EXERCISE INSTRUCTIONS: Go over the listing that follows and work out how many lines have the string "Ordering"; reply with the number by itself.

PROVIDED DATA:
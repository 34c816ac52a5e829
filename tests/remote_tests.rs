//! Integration tests for the remote tier: retry behavior, batch uploads,
//! tagging, and discovery listing.

use std::collections::HashMap;
use std::sync::atomic::{AtomicU32, Ordering};
use std::sync::Arc;

use async_trait::async_trait;
use bytes::Bytes;

use asset_cache_tier::cache::descriptor::{
    AspectRatio, AssetKind, CacheKey, DescriptorFilter, Season, SemanticDescriptor,
};
use asset_cache_tier::config::{RemoteConfig, RetryConfig};
use asset_cache_tier::remote::object_store::{
    FsObjectStore, LifecycleRule, ObjectStore, ObjectStoreError,
};
use asset_cache_tier::remote::store::{BatchItem, RemoteStore};

fn descriptor(product_id: &str) -> SemanticDescriptor {
    SemanticDescriptor {
        asset_kind: AssetKind::SceneBackground,
        product_id: product_id.to_string(),
        region: "DE".to_string(),
        season: Season::Winter,
        aspect_ratio: AspectRatio::Landscape16x9,
        variant_index: 0,
        content_fingerprint: "fp-deadbeef".to_string(),
    }
}

fn fast_retry() -> RetryConfig {
    RetryConfig {
        max_attempts: 3,
        base_delay_ms: 1,
        max_delay_ms: 4,
    }
}

/// Object store that fails a configurable number of times before succeeding.
struct FlakyStore {
    inner: FsObjectStore,
    failures_remaining: AtomicU32,
    calls: AtomicU32,
    permanent: bool,
}

impl FlakyStore {
    fn fail_with(&self, key: &str) -> ObjectStoreError {
        if self.permanent {
            ObjectStoreError::classify(key, std::io::Error::from(std::io::ErrorKind::PermissionDenied))
        } else {
            ObjectStoreError::classify(key, std::io::Error::from(std::io::ErrorKind::TimedOut))
        }
    }

    fn should_fail(&self) -> bool {
        self.calls.fetch_add(1, Ordering::SeqCst);
        self.failures_remaining
            .fetch_update(Ordering::SeqCst, Ordering::SeqCst, |n| n.checked_sub(1))
            .is_ok()
    }
}

#[async_trait]
impl ObjectStore for FlakyStore {
    async fn put_object(
        &self,
        key: &str,
        data: Bytes,
        tags: &HashMap<String, String>,
        content_type: &str,
    ) -> Result<(), ObjectStoreError> {
        if self.should_fail() {
            return Err(self.fail_with(key));
        }
        self.inner.put_object(key, data, tags, content_type).await
    }

    async fn get_object(&self, key: &str) -> Result<Bytes, ObjectStoreError> {
        if self.should_fail() {
            return Err(self.fail_with(key));
        }
        self.inner.get_object(key).await
    }

    async fn list_objects(&self, prefix: &str) -> Result<Vec<String>, ObjectStoreError> {
        self.inner.list_objects(prefix).await
    }

    async fn delete_object(&self, key: &str) -> Result<(), ObjectStoreError> {
        self.inner.delete_object(key).await
    }

    async fn put_lifecycle_rule(&self, rule: &LifecycleRule) -> Result<(), ObjectStoreError> {
        self.inner.put_lifecycle_rule(rule).await
    }
}

async fn flaky_remote(
    tmp: &tempfile::TempDir,
    failures: u32,
    permanent: bool,
) -> (RemoteStore, Arc<FlakyStore>) {
    let flaky = Arc::new(FlakyStore {
        inner: FsObjectStore::open(tmp.path()).await.unwrap(),
        failures_remaining: AtomicU32::new(failures),
        calls: AtomicU32::new(0),
        permanent,
    });
    let remote = RemoteStore::new(flaky.clone(), RemoteConfig::default(), fast_retry());
    (remote, flaky)
}

#[tokio::test]
async fn test_upload_attaches_semantic_tags() {
    let tmp = tempfile::TempDir::new().unwrap();
    let store = Arc::new(FsObjectStore::open(tmp.path()).await.unwrap());
    let remote = RemoteStore::new(store.clone(), RemoteConfig::default(), fast_retry());

    let d = descriptor("sku9");
    let (key, _) = d.derive();
    let remote_ref = remote
        .upload(&key, Bytes::from_static(b"pixels"), &d)
        .await
        .unwrap();

    assert!(remote_ref.starts_with("creative-assets/scene_background/de/winter/"));
    let tags = store.object_tags(&remote_ref).await.unwrap();
    assert_eq!(tags["cache-key"], key.to_string());
    assert_eq!(tags["asset-kind"], "scene_background");
    assert_eq!(tags["product-id"], "sku9");
    assert_eq!(tags["region"], "DE");
    assert_eq!(tags["season"], "winter");
}

#[tokio::test]
async fn test_transient_failures_are_retried_to_success() {
    let tmp = tempfile::TempDir::new().unwrap();
    let (remote, flaky) = flaky_remote(&tmp, 2, false).await;

    let d = descriptor("sku9");
    let (key, _) = d.derive();
    let remote_ref = remote
        .upload(&key, Bytes::from_static(b"x"), &d)
        .await
        .unwrap();

    // Two failures plus the successful attempt: exactly max_attempts calls.
    assert_eq!(flaky.calls.load(Ordering::SeqCst), 3);
    assert_eq!(&remote.download(&remote_ref).await.unwrap()[..], b"x");
}

#[tokio::test]
async fn test_retries_are_bounded() {
    let tmp = tempfile::TempDir::new().unwrap();
    let (remote, flaky) = flaky_remote(&tmp, u32::MAX, false).await;

    let d = descriptor("sku9");
    let (key, _) = d.derive();
    let err = remote
        .upload(&key, Bytes::from_static(b"x"), &d)
        .await
        .unwrap_err();

    assert!(err.is_transient());
    assert_eq!(flaky.calls.load(Ordering::SeqCst), 3);
}

#[tokio::test]
async fn test_permanent_failure_is_not_retried() {
    let tmp = tempfile::TempDir::new().unwrap();
    let (remote, flaky) = flaky_remote(&tmp, u32::MAX, true).await;

    let d = descriptor("sku9");
    let (key, _) = d.derive();
    let err = remote
        .upload(&key, Bytes::from_static(b"x"), &d)
        .await
        .unwrap_err();

    assert!(matches!(err, ObjectStoreError::Permanent(_)));
    assert_eq!(flaky.calls.load(Ordering::SeqCst), 1);
}

#[tokio::test]
async fn test_download_not_found_is_not_retried() {
    let tmp = tempfile::TempDir::new().unwrap();
    let store = Arc::new(FsObjectStore::open(tmp.path()).await.unwrap());
    let remote = RemoteStore::new(store, RemoteConfig::default(), fast_retry());

    let err = remote.download("creative-assets/nope.bin").await.unwrap_err();
    assert!(matches!(err, ObjectStoreError::NotFound(_)));
}

#[tokio::test]
async fn test_batch_upload_preserves_order_and_isolates_failures() {
    let tmp = tempfile::TempDir::new().unwrap();
    let store = Arc::new(FsObjectStore::open(tmp.path()).await.unwrap());
    let mut config = RemoteConfig::default();
    config.max_parallel_uploads = 2;
    let remote = RemoteStore::new(
        store,
        config,
        RetryConfig {
            max_attempts: 1,
            base_delay_ms: 1,
            max_delay_ms: 1,
        },
    );

    let items: Vec<BatchItem> = (0..6)
        .map(|i| BatchItem {
            key: CacheKey::from_raw(format!("key{i}")),
            payload: Bytes::from(vec![i as u8; 16]),
            // An empty object key is unwritable and must fail alone.
            object_key: if i == 3 {
                String::new()
            } else {
                format!("creative-assets/batch/{i}.bin")
            },
            tags: HashMap::new(),
        })
        .collect();

    let results = remote.upload_batch(items).await;
    assert_eq!(results.len(), 6);
    for (i, result) in results.iter().enumerate() {
        if i == 3 {
            assert!(result.is_err());
        } else {
            assert_eq!(result.as_ref().unwrap(), &format!("creative-assets/batch/{i}.bin"));
        }
    }
}

#[tokio::test]
async fn test_list_by_descriptor_prefix() {
    let tmp = tempfile::TempDir::new().unwrap();
    let store = Arc::new(FsObjectStore::open(tmp.path()).await.unwrap());
    let remote = RemoteStore::new(store, RemoteConfig::default(), fast_retry());

    let winter_de = descriptor("sku1");
    let mut summer_de = descriptor("sku2");
    summer_de.season = Season::Summer;
    let mut winter_us = descriptor("sku3");
    winter_us.region = "US".to_string();

    for d in [&winter_de, &summer_de, &winter_us] {
        let (key, _) = d.derive();
        remote.upload(&key, Bytes::from_static(b"img"), d).await.unwrap();
    }

    let filter = DescriptorFilter::kind(AssetKind::SceneBackground)
        .with_region("DE")
        .with_season(Season::Winter);
    let keys = remote.list_by_descriptor_prefix(&filter).await.unwrap();
    assert_eq!(keys.len(), 1);
    assert!(keys[0].starts_with("creative-assets/scene_background/de/winter/"));

    let filter = DescriptorFilter::kind(AssetKind::SceneBackground);
    let keys = remote.list_by_descriptor_prefix(&filter).await.unwrap();
    assert_eq!(keys.len(), 3);
}

#[tokio::test]
async fn test_lifecycle_rule_round_trip() {
    let tmp = tempfile::TempDir::new().unwrap();
    let store = Arc::new(FsObjectStore::open(tmp.path()).await.unwrap());
    let remote = RemoteStore::new(store, RemoteConfig::default(), fast_retry());

    remote
        .configure_lifecycle(&LifecycleRule {
            transition_after_days: 90,
            expire_after_days: Some(365),
            storage_class: "GLACIER".to_string(),
        })
        .await
        .unwrap();

    let recorded: LifecycleRule =
        serde_json::from_slice(&std::fs::read(tmp.path().join("_lifecycle.json")).unwrap()).unwrap();
    assert_eq!(recorded.transition_after_days, 90);
    assert_eq!(recorded.expire_after_days, Some(365));
    assert_eq!(recorded.storage_class, "GLACIER");
}
//! Hybrid cache orchestrator: composes the local and remote tiers.
//!
//! Reads are served local-first with lazy download-and-promote on a remote
//! hit; at most one download is in flight per key. Writes land locally
//! first and upload asynchronously unless offline. Cache failures never
//! abort the caller: the worst case is a miss (the producer regenerates)
//! or degraded durability (local-only), both logged rather than fatal.

use std::collections::HashMap;
use std::sync::atomic::{AtomicBool, AtomicU64, Ordering};
use std::sync::Arc;

use bytes::Bytes;
use thiserror::Error;
use tokio::sync::Mutex;
use tokio::task::JoinSet;
use tracing::{debug, info, warn};

use crate::cache::descriptor::{CacheKey, SemanticDescriptor};
use crate::cache::entry::{CacheEntry, TierState};
use crate::cache::local::{EntryMeta, LocalStats, LocalStore, LocalStoreError};
use crate::cache::prefetcher::{PrefetchPolicy, RegionAffinityPolicy, UsageRecorder, UsageSignal};
use crate::config::Config;
use crate::remote::object_store::{FsObjectStore, LifecycleRule, ObjectStore, ObjectStoreError};
use crate::remote::store::{BatchItem, RemoteOpStats, RemoteStore};

#[derive(Error, Debug)]
pub enum CacheError {
    #[error("Local tier error: {0}")]
    Local(#[from] LocalStoreError),

    #[error("Remote tier error: {0}")]
    Remote(#[from] ObjectStoreError),
}

/// Combined statistics across both tiers.
#[derive(Debug, Clone, Default)]
pub struct CacheStats {
    pub local: LocalStats,
    pub remote: Option<RemoteOpStats>,
    /// Local misses that were served by download-and-promote.
    pub remote_hits: u64,
    pub offline: bool,
}

/// The hybrid cache orchestrator.
///
/// Constructed once per process (or pipeline run) and passed explicitly to
/// producers and consumers; there is deliberately no ambient instance, so
/// independent caches never cross-contaminate.
pub struct HybridCache {
    local: Arc<LocalStore>,
    remote: Option<Arc<RemoteStore>>,
    recorder: UsageRecorder,
    policy: Box<dyn PrefetchPolicy>,
    prefetch_enabled: bool,
    /// Per-key download locks: at most one remote fetch in flight per key.
    downloads: Mutex<HashMap<CacheKey, Arc<Mutex<()>>>>,
    uploads: Mutex<JoinSet<()>>,
    remote_hits: AtomicU64,
    shutting_down: AtomicBool,
}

THE COMPLETED TASK: 7